Der Ausschuss für Bildung, Wissenschaft und Innovation der Werchowna Rada hat die Initiative ergriffen, die Gehälter von Lehrkräften deutlich zu erhöhen. Das Parlamentsgremium forderte die Regierung und den Haushaltsausschuss auf, im Staatshaushalt 2026 die notwendigen Mittel bereitzustellen, um sicherzustellen, dass die Gehälter von Lehrkräften mindestens das Dreifache des Mindestlohns betragen.
Dieser Vorschlag wurde im Rahmen der Vorbereitung des Gesetzentwurfs „Über den Staatshaushalt der Ukraine für 2026“ für die zweite Lesung eingebracht. Der Bildungsausschuss betonte die Notwendigkeit eines systematischen Ansatzes zur Verbesserung der finanziellen Unterstützung von Lehrkräften, da das niedrige Gehaltsniveau weiterhin ein wesentlicher Faktor für die Abwanderung junger Fachkräfte aus dem Lehrerberuf ist.
Derzeit beträgt der Mindestlohn in der Ukraine 8.000 UAH. Im Haushaltsentwurf für 2026 schlägt die Regierung eine Erhöhung auf 8.647 UAH vor. Sollte die Initiative des Ausschusses umgesetzt werden, würde das Gehalt einer Lehrkraft demnach auf über 25.000 Hrywnja steigen.
Laut dem Vorsitzenden des Parlamentsausschusses, Serhij Babak, werden jährlich rund 13,5 Milliarden Hrywnja für die Umsetzung dieser Reform benötigt. Gleichzeitig fließen fast die Hälfte dieser Summe – 45 % – über Steuern und Gebühren zurück in den Staatshaushalt, sodass die tatsächliche zusätzliche Belastung der Staatsfinanzen lediglich 7,4 Milliarden Hrywnja beträgt. Dies entspricht nur 0,15 % des gesamten Staatshaushalts.
Babak betonte zudem, dass der Staat jährlich die Ausbildung von über 10.000 Studierenden in pädagogischen Fachrichtungen finanziert, in der Erwartung, dass diese später als Lehrer tätig werden. Aufgrund des niedrigen Gehaltsniveaus sind die meisten jungen Lehrer jedoch gezwungen, sich in anderen Bereichen nach Arbeit umzusehen. Seinen Angaben zufolge erhält ein junger Lehrer mit einer wöchentlichen Arbeitszeit von 18 Stunden derzeit lediglich 8.162 Hrywnja netto, davon 6.162 Hrywnja Grundgehalt und 2.000 Hrywnja Zulage.
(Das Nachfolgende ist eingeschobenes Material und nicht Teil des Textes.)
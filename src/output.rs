use crate::error::Result;
use serde::Serialize;
use std::path::Path;
use tabled::{settings::Style, Table, Tabled};
use tracing::debug;

pub fn write_csv<T: Serialize>(path: &Path, rows: &[T]) -> Result<()> {
    let mut wtr = csv::Writer::from_path(path)?;
    for r in rows {
        wtr.serialize(r)?;
    }
    wtr.flush()?;
    debug!(path = %path.display(), rows = rows.len(), "csv written");
    Ok(())
}

pub fn write_json<T: Serialize>(path: &Path, value: &T) -> Result<()> {
    let s = serde_json::to_string_pretty(value)?;
    std::fs::write(path, s)?;
    debug!(path = %path.display(), "json written");
    Ok(())
}

/// Markdown table of the first `max_rows` rows, or `(no rows)`.
pub fn render_table<T>(rows: &[T], max_rows: usize) -> String
where
    T: Tabled + Clone,
{
    let slice: Vec<T> = rows.iter().take(max_rows).cloned().collect();
    if slice.is_empty() {
        return "(no rows)".to_string();
    }
    Table::new(slice).with(Style::markdown()).to_string()
}

pub fn preview_table_rows<T>(rows: &[T], max_rows: usize)
where
    T: Tabled + Clone,
{
    println!("{}\n", render_table(rows, max_rows));
}

#[cfg(test)]
mod tests {
    use super::*;
    use crate::types::StateRankRow;

    fn rows() -> Vec<StateRankRow> {
        vec![
            StateRankRow { rank: 1, state: "Gujarat".into(), purchased_kg: "900 kg".into() },
            StateRankRow { rank: 2, state: "Goa".into(), purchased_kg: "12 kg".into() },
        ]
    }

    #[test]
    fn renders_markdown_preview() {
        let table = render_table(&rows(), 1);
        assert!(table.contains("| Rank"));
        assert!(table.contains("Gujarat"));
        assert!(!table.contains("Goa"));
        assert_eq!(render_table::<StateRankRow>(&[], 5), "(no rows)");
    }

    #[test]
    fn writes_csv_and_json() {
        let dir = tempfile::tempdir().unwrap();
        let csv_path = dir.path().join("ranking.csv");
        write_csv(&csv_path, &rows()).unwrap();
        let text = std::fs::read_to_string(&csv_path).unwrap();
        assert!(text.starts_with("Rank,State,PurchasedKg\n1,Gujarat,900 kg\n"));

        let json_path = dir.path().join("summary.json");
        write_json(&json_path, &serde_json::json!({"count": 2})).unwrap();
        let v: serde_json::Value =
            serde_json::from_str(&std::fs::read_to_string(&json_path).unwrap()).unwrap();
        assert_eq!(v["count"], 2);
    }
}
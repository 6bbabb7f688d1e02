// Data behind the silver price calculator and the state-wise silver sales
// panels.
//
// Each pipeline is independent and recomputed from its source on every call:
//
// - `prices::load_and_filter`: monthly price series, bucketed, with stats.
// - `purchases::rank`: per-state purchases, ranked, top five, totals.
// - `synthetic::derive_monthly`: seeded, clearly labelled simulated sales.
// - `currency::convert` / `currency::quote`: fixed-rate conversion and
//   the weight × price calculator.
// - `geo::build_map_layer`: boundary choropleth with a centroid fallback.
pub mod config;
pub mod currency;
pub mod error;
pub mod geo;
pub mod loader;
pub mod output;
pub mod panel;
pub mod prices;
pub mod purchases;
pub mod reports;
pub mod synthetic;
pub mod types;
pub mod util;

pub use error::{DashError, Result};
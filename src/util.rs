// Parsing and formatting helpers.
//
// Loaders lean on the `parse_*` functions to turn raw CSV cells into typed
// values; anything that does not parse comes back as `None` and the caller
// decides how fatal that is. The `format_*` functions are presentation only.
use chrono::Month;
use num_format::{Locale, ToFormattedString};

/// Numeric cell from the price or purchase table (`Silver_Price_INR_per_kg`,
/// `Silver_Purchased_kg`, ...). Spreadsheet exports write `25,000` for
/// twenty-five thousand, so commas are dropped; a cell with letters in it
/// (`12kg`, `N/A`) is not a number and yields `None`.
pub fn parse_f64_safe(s: Option<&str>) -> Option<f64> {
    let cell = s.map(str::trim).filter(|c| !c.is_empty())?;
    if cell.contains(|c: char| c.is_ascii_alphabetic()) {
        return None;
    }
    cell.chars()
        .filter(|&c| c != ',')
        .collect::<String>()
        .parse::<f64>()
        .ok()
}

/// `Year` cell. No separators, no decimals.
pub fn parse_i32_safe(s: Option<&str>) -> Option<i32> {
    s.map(str::trim)
        .filter(|c| !c.is_empty())
        .and_then(|c| c.parse::<i32>().ok())
}

/// Parse a three-letter month abbreviation (`Jan` .. `Dec`, any case).
///
/// Full month names are rejected; the price table only ever carries the
/// short form and a longer value is more likely a column mix-up.
pub fn parse_month_abbrev(s: Option<&str>) -> Option<Month> {
    let s = s?.trim();
    if s.len() != 3 || !s.chars().all(|c| c.is_ascii_alphabetic()) {
        return None;
    }
    s.parse::<Month>().ok()
}

/// Canonical abbreviation for a month, e.g. `Month::September` -> `"Sep"`.
pub fn month_abbrev(m: Month) -> &'static str {
    &m.name()[..3]
}

/// Arithmetic mean. `None` for an empty slice so callers cannot mistake
/// "no data" for a real zero.
pub fn average(v: &[f64]) -> Option<f64> {
    if v.is_empty() {
        return None;
    }
    let sum: f64 = v.iter().copied().sum();
    Some(sum / v.len() as f64)
}

/// Fixed decimals plus `en` thousands separators, e.g. `1,234,567.89`.
/// Non-finite values render as `n/a`.
pub fn format_number(n: f64, decimals: usize) -> String {
    if !n.is_finite() {
        return "n/a".to_string();
    }
    let s = format!("{:.*}", decimals, n.abs());
    let (int_part, frac_part) = match s.split_once('.') {
        Some((i, f)) => (i, Some(f)),
        None => (s.as_str(), None),
    };
    let mut res = group_thousands(int_part);
    if let Some(frac) = frac_part {
        res.push('.');
        res.push_str(frac);
    }
    // "-0.00" is not worth a sign
    if n.is_sign_negative() && res.chars().any(|c| matches!(c, '1'..='9')) {
        format!("-{}", res)
    } else {
        res
    }
}

// Works on the digit string so magnitudes past i64 keep their digits.
fn group_thousands(digits: &str) -> String {
    let mut out = String::with_capacity(digits.len() + digits.len() / 3);
    for (i, c) in digits.chars().enumerate() {
        if i > 0 && (digits.len() - i) % 3 == 0 {
            out.push(',');
        }
        out.push(c);
    }
    out
}

/// Row counts and ranks, e.g. `30 states` or `1,200 rows`.
pub fn format_int<T>(n: T) -> String
where
    T: ToFormattedString,
{
    n.to_formatted_string(&Locale::en)
}

/// `format_number` for an optional aggregate; undefined values render as `n/a`.
pub fn format_opt(n: Option<f64>, decimals: usize) -> String {
    match n {
        Some(v) => format_number(v, decimals),
        None => "n/a".to_string(),
    }
}

#[cfg(test)]
mod tests {
    use super::*;

    #[test]
    fn parses_numbers_with_thousands_separators() {
        assert_eq!(parse_f64_safe(Some(" 25,000.5 ")), Some(25000.5));
        assert_eq!(parse_f64_safe(Some("12kg")), None);
        assert_eq!(parse_f64_safe(Some("")), None);
        assert_eq!(parse_f64_safe(None), None);
        assert_eq!(parse_i32_safe(Some(" 2012 ")), Some(2012));
        assert_eq!(parse_i32_safe(Some("2012.5")), None);
        assert_eq!(parse_i32_safe(Some("  ")), None);
    }

    #[test]
    fn month_abbreviations_are_case_insensitive() {
        assert_eq!(parse_month_abbrev(Some("Jan")), Some(Month::January));
        assert_eq!(parse_month_abbrev(Some("sep")), Some(Month::September));
        assert_eq!(parse_month_abbrev(Some("DEC")), Some(Month::December));
        assert_eq!(parse_month_abbrev(Some("January")), None);
        assert_eq!(parse_month_abbrev(Some("Foo")), None);
        assert_eq!(month_abbrev(Month::March), "Mar");
    }

    #[test]
    fn average_of_empty_is_undefined() {
        assert_eq!(average(&[]), None);
        assert_eq!(average(&[1.0, 2.0, 3.0]), Some(2.0));
    }

    #[test]
    fn formats_with_separators() {
        assert_eq!(format_number(1234567.891, 2), "1,234,567.89");
        assert_eq!(format_number(-1500.0, 0), "-1,500");
        assert_eq!(format_number(0.0, 1), "0.0");
        assert_eq!(format_int(9855), "9,855");
        assert_eq!(format_opt(None, 2), "n/a");
    }

    #[test]
    fn large_and_non_finite_values_keep_their_digits() {
        assert_eq!(format_number(1e19, 2), "10,000,000,000,000,000,000.00");
        assert_eq!(format_number(123.0, 0), "123");
        assert_eq!(format_number(-0.001, 2), "0.00");
        assert_eq!(format_number(f64::INFINITY, 2), "n/a");
        assert_eq!(format_number(f64::NAN, 0), "n/a");
    }
}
Das Finanzministerium prüft derzeit gemeinsam mit dem Ministerium für Bildung und Wissenschaft Möglichkeiten zur Erhöhung der Lehrergehälter. Wie die Ministerien betonten, haben die Verteidigungsausgaben und die Stabilität des Staatshaushalts angesichts des andauernden Krieges jedoch weiterhin höchste Priorität. Gleichzeitig wird den Lehrkräften eine stufenweise Erhöhung zugesagt: 30 % ab dem 1. Januar 2026 und weitere 20 % ab dem 1. September desselben Jahres.
Der Parlamentsausschuss fordert die Regierung daher auf, einen entscheidenden Schritt zur Wiederherstellung des Ansehens des Lehrerberufs zu unternehmen. Eine Anhebung der Gehälter auf das Dreifache des Mindestlohns könnte nicht nur einen Anreiz für junge Fachkräfte schaffen, im Beruf zu bleiben, sondern auch wesentlich zur Stärkung des ukrainischen Bildungssystems in der Zeit des Krieges und des Wiederaufbaus beitragen.